<<<<

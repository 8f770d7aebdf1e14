//! Content entities exchanged between the host and its extensions

use serde::{Deserialize, Serialize};
use std::collections::BTreeMap;

/// Free-form string map attached to entities
///
/// Extensions store their re-fetch handles here (source URL, slug, ...). The
/// host persists the map verbatim and hands it back on later calls.
pub type Extras = BTreeMap<String, String>;

/// An artist credited on a track or an album
#[derive(Debug, Clone, Default, Serialize, Deserialize, PartialEq, Eq)]
pub struct Artist {
    pub id: String,
    pub name: String,
    #[serde(default)]
    pub extras: Extras,
}

impl Artist {
    pub fn new(id: impl Into<String>, name: impl Into<String>) -> Self {
        Self {
            id: id.into(),
            name: name.into(),
            extras: Extras::new(),
        }
    }
}

/// Calendar date with optional precision
#[derive(Debug, Clone, Copy, Serialize, Deserialize, PartialEq, Eq)]
pub struct Date {
    pub year: i32,
    pub month: Option<u32>,
    pub day: Option<u32>,
}

impl Date {
    /// Year-only date
    pub fn year(year: i32) -> Self {
        Self {
            year,
            month: None,
            day: None,
        }
    }

    pub fn ymd(year: i32, month: u32, day: u32) -> Self {
        Self {
            year,
            month: Some(month),
            day: Some(day),
        }
    }
}

/// An album as displayed by the host
#[derive(Debug, Clone, Default, Serialize, Deserialize, PartialEq)]
pub struct Album {
    /// Identifier, stable for a given source URL
    pub id: String,
    pub title: String,
    #[serde(default)]
    pub artists: Vec<Artist>,
    /// Cover image URL
    #[serde(default)]
    pub cover: Option<String>,
    /// Background image URL
    #[serde(default)]
    pub background: Option<String>,
    #[serde(default)]
    pub subtitle: Option<String>,
    #[serde(default)]
    pub description: Option<String>,
    #[serde(default)]
    pub release_date: Option<Date>,
    #[serde(default)]
    pub track_count: Option<u64>,
    #[serde(default)]
    pub extras: Extras,
}

impl Album {
    pub fn new(id: impl Into<String>, title: impl Into<String>) -> Self {
        Self {
            id: id.into(),
            title: title.into(),
            ..Default::default()
        }
    }
}

/// A playable track
#[derive(Debug, Clone, Default, Serialize, Deserialize, PartialEq)]
pub struct Track {
    /// Identifier, stable for a given source URL
    pub id: String,
    pub title: String,
    #[serde(default)]
    pub artists: Vec<Artist>,
    #[serde(default)]
    pub album: Option<Album>,
    #[serde(default)]
    pub cover: Option<String>,
    #[serde(default)]
    pub background: Option<String>,
    #[serde(default)]
    pub subtitle: Option<String>,
    #[serde(default)]
    pub release_date: Option<Date>,
    /// Stream handles, resolved lazily through [`crate::TrackClient::load_streamable_media`]
    #[serde(default)]
    pub streamables: Vec<Streamable>,
    #[serde(default)]
    pub is_playable: bool,
    #[serde(default)]
    pub extras: Extras,
}

impl Track {
    pub fn new(id: impl Into<String>, title: impl Into<String>) -> Self {
        Self {
            id: id.into(),
            title: title.into(),
            is_playable: true,
            ..Default::default()
        }
    }
}

/// Kind of media a [`Streamable`] resolves to
#[derive(Debug, Clone, Copy, Serialize, Deserialize, PartialEq, Eq)]
pub enum MediaType {
    /// Audio served by a remote server
    Server,
    /// Visual background (video loops, canvases)
    Background,
    /// Subtitles or lyrics
    Subtitle,
}

/// Lazy handle to a stream
#[derive(Debug, Clone, Serialize, Deserialize, PartialEq)]
pub struct Streamable {
    pub id: String,
    /// Quality hint (bitrate in kbps for audio)
    pub quality: u32,
    pub media_type: MediaType,
    #[serde(default)]
    pub title: Option<String>,
    #[serde(default)]
    pub extras: Extras,
}

impl Streamable {
    /// Audio streamable served over HTTP
    pub fn server(id: impl Into<String>, quality: u32, title: Option<String>, extras: Extras) -> Self {
        Self {
            id: id.into(),
            quality,
            media_type: MediaType::Server,
            title,
            extras,
        }
    }
}

/// Transport of a concrete media source
#[derive(Debug, Clone, Copy, Serialize, Deserialize, PartialEq, Eq)]
pub enum SourceType {
    Progressive,
    Hls,
    Dash,
}

/// Concrete media source the host player can open
#[derive(Debug, Clone, Serialize, Deserialize, PartialEq)]
pub struct Source {
    pub url: String,
    pub source_type: SourceType,
    pub quality: u32,
    #[serde(default)]
    pub title: Option<String>,
    /// Whether the host may issue range requests to seek
    pub seekable: bool,
}

/// Resolved form of a [`Streamable`]
#[derive(Debug, Clone, Serialize, Deserialize, PartialEq)]
pub enum StreamableMedia {
    Server { sources: Vec<Source>, merged: bool },
}

impl StreamableMedia {
    pub fn sources(&self) -> &[Source] {
        match self {
            StreamableMedia::Server { sources, .. } => sources,
        }
    }
}

/// Any item that can appear in a shelf
#[derive(Debug, Clone, Serialize, Deserialize, PartialEq)]
pub enum MediaItem {
    Track(Track),
    Album(Album),
}

impl MediaItem {
    pub fn id(&self) -> &str {
        match self {
            MediaItem::Track(track) => &track.id,
            MediaItem::Album(album) => &album.id,
        }
    }

    pub fn title(&self) -> &str {
        match self {
            MediaItem::Track(track) => &track.title,
            MediaItem::Album(album) => &album.title,
        }
    }
}

impl From<Track> for MediaItem {
    fn from(track: Track) -> Self {
        MediaItem::Track(track)
    }
}

impl From<Album> for MediaItem {
    fn from(album: Album) -> Self {
        MediaItem::Album(album)
    }
}

/// Presentation container shown in a feed
#[derive(Debug, Clone, Serialize, Deserialize, PartialEq)]
pub enum Shelf {
    /// Vertical track list
    Tracks {
        id: String,
        title: String,
        list: Vec<Track>,
    },
    /// Horizontal row of mixed items
    Items {
        id: String,
        title: String,
        list: Vec<MediaItem>,
    },
    /// Placeholder pointing to a category the host can open later
    Category {
        id: String,
        title: String,
        subtitle: Option<String>,
        extras: Extras,
    },
}

impl Shelf {
    pub fn id(&self) -> &str {
        match self {
            Shelf::Tracks { id, .. } | Shelf::Items { id, .. } | Shelf::Category { id, .. } => id,
        }
    }

    pub fn title(&self) -> &str {
        match self {
            Shelf::Tracks { title, .. }
            | Shelf::Items { title, .. }
            | Shelf::Category { title, .. } => title,
        }
    }

    /// Number of media items carried by the shelf
    pub fn len(&self) -> usize {
        match self {
            Shelf::Tracks { list, .. } => list.len(),
            Shelf::Items { list, .. } => list.len(),
            Shelf::Category { .. } => 0,
        }
    }

    pub fn is_empty(&self) -> bool {
        self.len() == 0
    }
}

/// Entry proposed while the user types a query
#[derive(Debug, Clone, Serialize, Deserialize, PartialEq)]
pub enum QuickSearchItem {
    Media { item: MediaItem, searched: bool },
}
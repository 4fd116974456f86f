//! In-memory collaborators for tests and dry runs.

use anyhow::Result;
use async_trait::async_trait;
use std::sync::Arc;
use std::sync::atomic::{AtomicUsize, Ordering};
use tokio::sync::Mutex;
use tracing::info;

use crate::domain::ports::{ExecutionService, NotificationService};
use crate::domain::types::Alert;

/// Execution adapter that records requests instead of sending them
#[derive(Default)]
pub struct MockExecutionService {
    cancel_all_calls: AtomicUsize,
    liquidation_calls: AtomicUsize,
}

impl MockExecutionService {
    pub fn new() -> Arc<Self> {
        Arc::new(Self::default())
    }

    pub fn cancel_all_count(&self) -> usize {
        self.cancel_all_calls.load(Ordering::SeqCst)
    }

    pub fn liquidation_count(&self) -> usize {
        self.liquidation_calls.load(Ordering::SeqCst)
    }
}

#[async_trait]
impl ExecutionService for MockExecutionService {
    async fn request_cancel_all_orders(&self, scope: &str) -> Result<()> {
        self.cancel_all_calls.fetch_add(1, Ordering::SeqCst);
        info!(scope, "Mock: cancel-all requested");
        Ok(())
    }

    async fn request_emergency_liquidation(&self, scope: &str) -> Result<()> {
        self.liquidation_calls.fetch_add(1, Ordering::SeqCst);
        info!(scope, "Mock: emergency liquidation requested");
        Ok(())
    }
}

/// Notification sink that collects alerts for inspection
#[derive(Default)]
pub struct MockNotifier {
    alerts: Mutex<Vec<Alert>>,
}

impl MockNotifier {
    pub fn new() -> Arc<Self> {
        Arc::new(Self::default())
    }

    pub async fn alerts(&self) -> Vec<Alert> {
        self.alerts.lock().await.clone()
    }
}

#[async_trait]
impl NotificationService for MockNotifier {
    async fn emit_alert(&self, alert: Alert) -> Result<()> {
        self.alerts.lock().await.push(alert);
        Ok(())
    }
}
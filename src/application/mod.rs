//! Application services: snapshot intake, metric recomputation, limit
//! monitoring, the circuit breaker actor, stress testing, and the engine
//! facade that ties them together.

pub mod circuit_breaker;
pub mod engine;
pub mod limit_monitor;
pub mod metrics_service;
pub mod report;
pub mod snapshot_store;
pub mod stress_runner;
pub mod system;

>>>>

WORK REQUIRED: Using the listing above, return all lines where the word "alerts" occurs.

RESULT:
/// Notification sink that collects alerts for inspection
    alerts: Mutex<Vec<Alert>>,
    pub async fn alerts(&self) -> Vec<Alert> {
        self.alerts.lock().await.clone()
        self.alerts.lock().await.push(alert);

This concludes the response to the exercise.